Activity - Start to finish, return the listing exactly as written.

====== Data in this exercise

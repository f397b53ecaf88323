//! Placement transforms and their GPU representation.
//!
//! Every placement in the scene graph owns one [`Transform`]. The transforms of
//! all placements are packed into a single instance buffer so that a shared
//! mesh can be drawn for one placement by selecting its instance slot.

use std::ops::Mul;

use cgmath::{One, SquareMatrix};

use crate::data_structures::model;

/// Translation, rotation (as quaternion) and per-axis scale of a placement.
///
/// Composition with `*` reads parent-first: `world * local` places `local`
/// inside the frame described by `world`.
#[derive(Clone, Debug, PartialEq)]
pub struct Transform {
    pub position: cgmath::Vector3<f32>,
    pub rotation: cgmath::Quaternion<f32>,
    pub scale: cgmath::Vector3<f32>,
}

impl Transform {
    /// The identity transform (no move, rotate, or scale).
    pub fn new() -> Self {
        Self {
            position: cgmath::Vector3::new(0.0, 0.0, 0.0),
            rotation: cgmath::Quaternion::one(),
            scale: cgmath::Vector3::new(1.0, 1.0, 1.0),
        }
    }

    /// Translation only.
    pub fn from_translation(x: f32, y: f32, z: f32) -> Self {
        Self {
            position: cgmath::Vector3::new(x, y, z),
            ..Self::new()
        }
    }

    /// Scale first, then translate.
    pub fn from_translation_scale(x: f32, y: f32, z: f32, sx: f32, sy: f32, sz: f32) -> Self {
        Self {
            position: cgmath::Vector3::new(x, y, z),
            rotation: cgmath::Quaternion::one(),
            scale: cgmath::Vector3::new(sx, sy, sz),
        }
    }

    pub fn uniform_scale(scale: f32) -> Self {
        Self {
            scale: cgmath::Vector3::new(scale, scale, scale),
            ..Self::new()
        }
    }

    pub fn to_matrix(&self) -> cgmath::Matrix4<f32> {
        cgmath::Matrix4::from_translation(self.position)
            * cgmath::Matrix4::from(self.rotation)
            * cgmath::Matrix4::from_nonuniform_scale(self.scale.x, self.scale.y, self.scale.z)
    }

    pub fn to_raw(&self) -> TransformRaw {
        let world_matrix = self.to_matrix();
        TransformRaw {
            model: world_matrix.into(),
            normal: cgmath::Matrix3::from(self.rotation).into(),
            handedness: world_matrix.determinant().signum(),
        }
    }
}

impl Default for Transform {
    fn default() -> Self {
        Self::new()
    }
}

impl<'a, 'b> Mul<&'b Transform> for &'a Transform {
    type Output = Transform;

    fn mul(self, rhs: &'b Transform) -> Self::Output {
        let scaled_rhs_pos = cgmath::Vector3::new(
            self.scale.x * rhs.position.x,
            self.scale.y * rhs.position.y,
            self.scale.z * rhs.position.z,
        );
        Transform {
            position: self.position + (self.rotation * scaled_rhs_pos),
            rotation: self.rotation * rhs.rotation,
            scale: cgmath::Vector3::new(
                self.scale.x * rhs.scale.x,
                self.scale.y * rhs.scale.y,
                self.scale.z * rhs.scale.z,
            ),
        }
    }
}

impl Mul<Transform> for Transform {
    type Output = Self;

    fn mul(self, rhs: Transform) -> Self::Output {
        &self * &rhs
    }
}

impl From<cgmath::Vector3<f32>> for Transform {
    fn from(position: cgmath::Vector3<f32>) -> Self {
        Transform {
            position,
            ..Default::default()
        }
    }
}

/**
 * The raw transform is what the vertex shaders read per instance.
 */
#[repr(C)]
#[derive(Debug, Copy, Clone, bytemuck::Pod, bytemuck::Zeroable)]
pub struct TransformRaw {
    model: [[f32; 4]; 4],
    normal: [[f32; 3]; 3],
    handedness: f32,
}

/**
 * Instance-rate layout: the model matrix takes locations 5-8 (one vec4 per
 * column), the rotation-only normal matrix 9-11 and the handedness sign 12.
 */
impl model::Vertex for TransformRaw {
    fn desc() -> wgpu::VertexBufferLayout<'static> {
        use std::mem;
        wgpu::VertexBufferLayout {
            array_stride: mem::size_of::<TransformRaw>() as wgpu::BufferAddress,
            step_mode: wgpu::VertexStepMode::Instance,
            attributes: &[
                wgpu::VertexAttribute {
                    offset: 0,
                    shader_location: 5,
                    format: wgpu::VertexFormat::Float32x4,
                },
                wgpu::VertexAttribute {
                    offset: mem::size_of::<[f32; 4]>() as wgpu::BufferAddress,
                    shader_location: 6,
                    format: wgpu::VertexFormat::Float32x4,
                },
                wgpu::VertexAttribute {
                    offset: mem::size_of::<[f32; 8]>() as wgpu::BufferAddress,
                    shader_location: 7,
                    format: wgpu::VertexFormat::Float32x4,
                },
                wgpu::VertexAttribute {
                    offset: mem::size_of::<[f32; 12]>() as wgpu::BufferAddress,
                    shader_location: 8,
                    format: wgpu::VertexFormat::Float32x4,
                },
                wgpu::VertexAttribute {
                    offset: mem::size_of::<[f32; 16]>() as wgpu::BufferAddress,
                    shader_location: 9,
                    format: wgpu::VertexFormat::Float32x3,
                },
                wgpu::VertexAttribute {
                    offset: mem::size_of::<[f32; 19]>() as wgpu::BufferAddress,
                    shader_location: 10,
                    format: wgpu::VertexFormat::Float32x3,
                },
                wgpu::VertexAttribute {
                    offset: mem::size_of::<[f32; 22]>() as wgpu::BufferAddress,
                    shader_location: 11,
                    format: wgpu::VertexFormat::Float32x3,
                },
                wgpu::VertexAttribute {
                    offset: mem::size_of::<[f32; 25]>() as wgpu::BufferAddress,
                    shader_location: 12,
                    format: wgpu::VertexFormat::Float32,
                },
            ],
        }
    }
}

============

Exercise output -
repository f397b53ecaf88323
//! Placement transforms and their GPU representation.
//!
//! Every placement in the scene graph owns one [`Transform`]. The transforms of
//! all placements are packed into a single instance buffer so that a shared
//! mesh can be drawn for one placement by selecting its instance slot.

use std::ops::Mul;

use cgmath::{One, SquareMatrix};

use crate::data_structures::model;

/// Translation, rotation (as quaternion) and per-axis scale of a placement.
///
/// Composition with `*` reads parent-first: `world * local` places `local`
/// inside the frame described by `world`.
#[derive(Clone, Debug, PartialEq)]
pub struct Transform {
    pub position: cgmath::Vector3<f32>,
    pub rotation: cgmath::Quaternion<f32>,
    pub scale: cgmath::Vector3<f32>,
}

impl Transform {
    /// The identity transform (no move, rotate, or scale).
    pub fn new() -> Self {
        Self {
            position: cgmath::Vector3::new(0.0, 0.0, 0.0),
            rotation: cgmath::Quaternion::one(),
            scale: cgmath::Vector3::new(1.0, 1.0, 1.0),
        }
    }

    /// Translation only.
    pub fn from_translation(x: f32, y: f32, z: f32) -> Self {
        Self {
            position: cgmath::Vector3::new(x, y, z),
            ..Self::new()
        }
    }

    /// Scale first, then translate.
    pub fn from_translation_scale(x: f32, y: f32, z: f32, sx: f32, sy: f32, sz: f32) -> Self {
        Self {
            position: cgmath::Vector3::new(x, y, z),
            rotation: cgmath::Quaternion::one(),
            scale: cgmath::Vector3::new(sx, sy, sz),
        }
    }

    pub fn uniform_scale(scale: f32) -> Self {
        Self {
            scale: cgmath::Vector3::new(scale, scale, scale),
            ..Self::new()
        }
    }

    pub fn to_matrix(&self) -> cgmath::Matrix4<f32> {
        cgmath::Matrix4::from_translation(self.position)
            * cgmath::Matrix4::from(self.rotation)
            * cgmath::Matrix4::from_nonuniform_scale(self.scale.x, self.scale.y, self.scale.z)
    }

    pub fn to_raw(&self) -> TransformRaw {
        let world_matrix = self.to_matrix();
        TransformRaw {
            model: world_matrix.into(),
            normal: cgmath::Matrix3::from(self.rotation).into(),
            handedness: world_matrix.determinant().signum(),
        }
    }
}

impl Default for Transform {
    fn default() -> Self {
        Self::new()
    }
}

impl<'a, 'b> Mul<&'b Transform> for &'a Transform {
    type Output = Transform;

    fn mul(self, rhs: &'b Transform) -> Self::Output {
        let scaled_rhs_pos = cgmath::Vector3::new(
            self.scale.x * rhs.position.x,
            self.scale.y * rhs.position.y,
            self.scale.z * rhs.position.z,
        );
        Transform {
            position: self.position + (self.rotation * scaled_rhs_pos),
            rotation: self.rotation * rhs.rotation,
            scale: cgmath::Vector3::new(
                self.scale.x * rhs.scale.x,
                self.scale.y * rhs.scale.y,
                self.scale.z * rhs.scale.z,
            ),
        }
    }
}

impl Mul<Transform> for Transform {
    type Output = Self;

    fn mul(self, rhs: Transform) -> Self::Output {
        &self * &rhs
    }
}

impl From<cgmath::Vector3<f32>> for Transform {
    fn from(position: cgmath::Vector3<f32>) -> Self {
        Transform {
            position,
            ..Default::default()
        }
    }
}

/**
 * The raw transform is what the vertex shaders read per instance.
 */
#[repr(C)]
#[derive(Debug, Copy, Clone, bytemuck::Pod, bytemuck::Zeroable)]
pub struct TransformRaw {
    model: [[f32; 4]; 4],
    normal: [[f32; 3]; 3],
    handedness: f32,
}

/**
 * Instance-rate layout: the model matrix takes locations 5-8 (one vec4 per
 * column), the rotation-only normal matrix 9-11 and the handedness sign 12.
 */
impl model::Vertex for TransformRaw {
    fn desc() -> wgpu::VertexBufferLayout<'static> {
        use std::mem;
        wgpu::VertexBufferLayout {
            array_stride: mem::size_of::<TransformRaw>() as wgpu::BufferAddress,
            step_mode: wgpu::VertexStepMode::Instance,
            attributes: &[
                wgpu::VertexAttribute {
                    offset: 0,
                    shader_location: 5,
                    format: wgpu::VertexFormat::Float32x4,
                },
                wgpu::VertexAttribute {
                    offset: mem::size_of::<[f32; 4]>() as wgpu::BufferAddress,
                    shader_location: 6,
                    format: wgpu::VertexFormat::Float32x4,
                },
                wgpu::VertexAttribute {
                    offset: mem::size_of::<[f32; 8]>() as wgpu::BufferAddress,
                    shader_location: 7,
                    format: wgpu::VertexFormat::Float32x4,
                },
                wgpu::VertexAttribute {
                    offset: mem::size_of::<[f32; 12]>() as wgpu::BufferAddress,
                    shader_location: 8,
                    format: wgpu::VertexFormat::Float32x4,
                },
                wgpu::VertexAttribute {
                    offset: mem::size_of::<[f32; 16]>() as wgpu::BufferAddress,
                    shader_location: 9,
                    format: wgpu::VertexFormat::Float32x3,
                },
                wgpu::VertexAttribute {
                    offset: mem::size_of::<[f32; 19]>() as wgpu::BufferAddress,
                    shader_location: 10,
                    format: wgpu::VertexFormat::Float32x3,
                },
                wgpu::VertexAttribute {
                    offset: mem::size_of::<[f32; 22]>() as wgpu::BufferAddress,
                    shader_location: 11,
                    format: wgpu::VertexFormat::Float32x3,
                },
                wgpu::VertexAttribute {
                    offset: mem::size_of::<[f32; 25]>() as wgpu::BufferAddress,
                    shader_location: 12,
                    format: wgpu::VertexFormat::Float32,
                },
            ],
        }
    }
}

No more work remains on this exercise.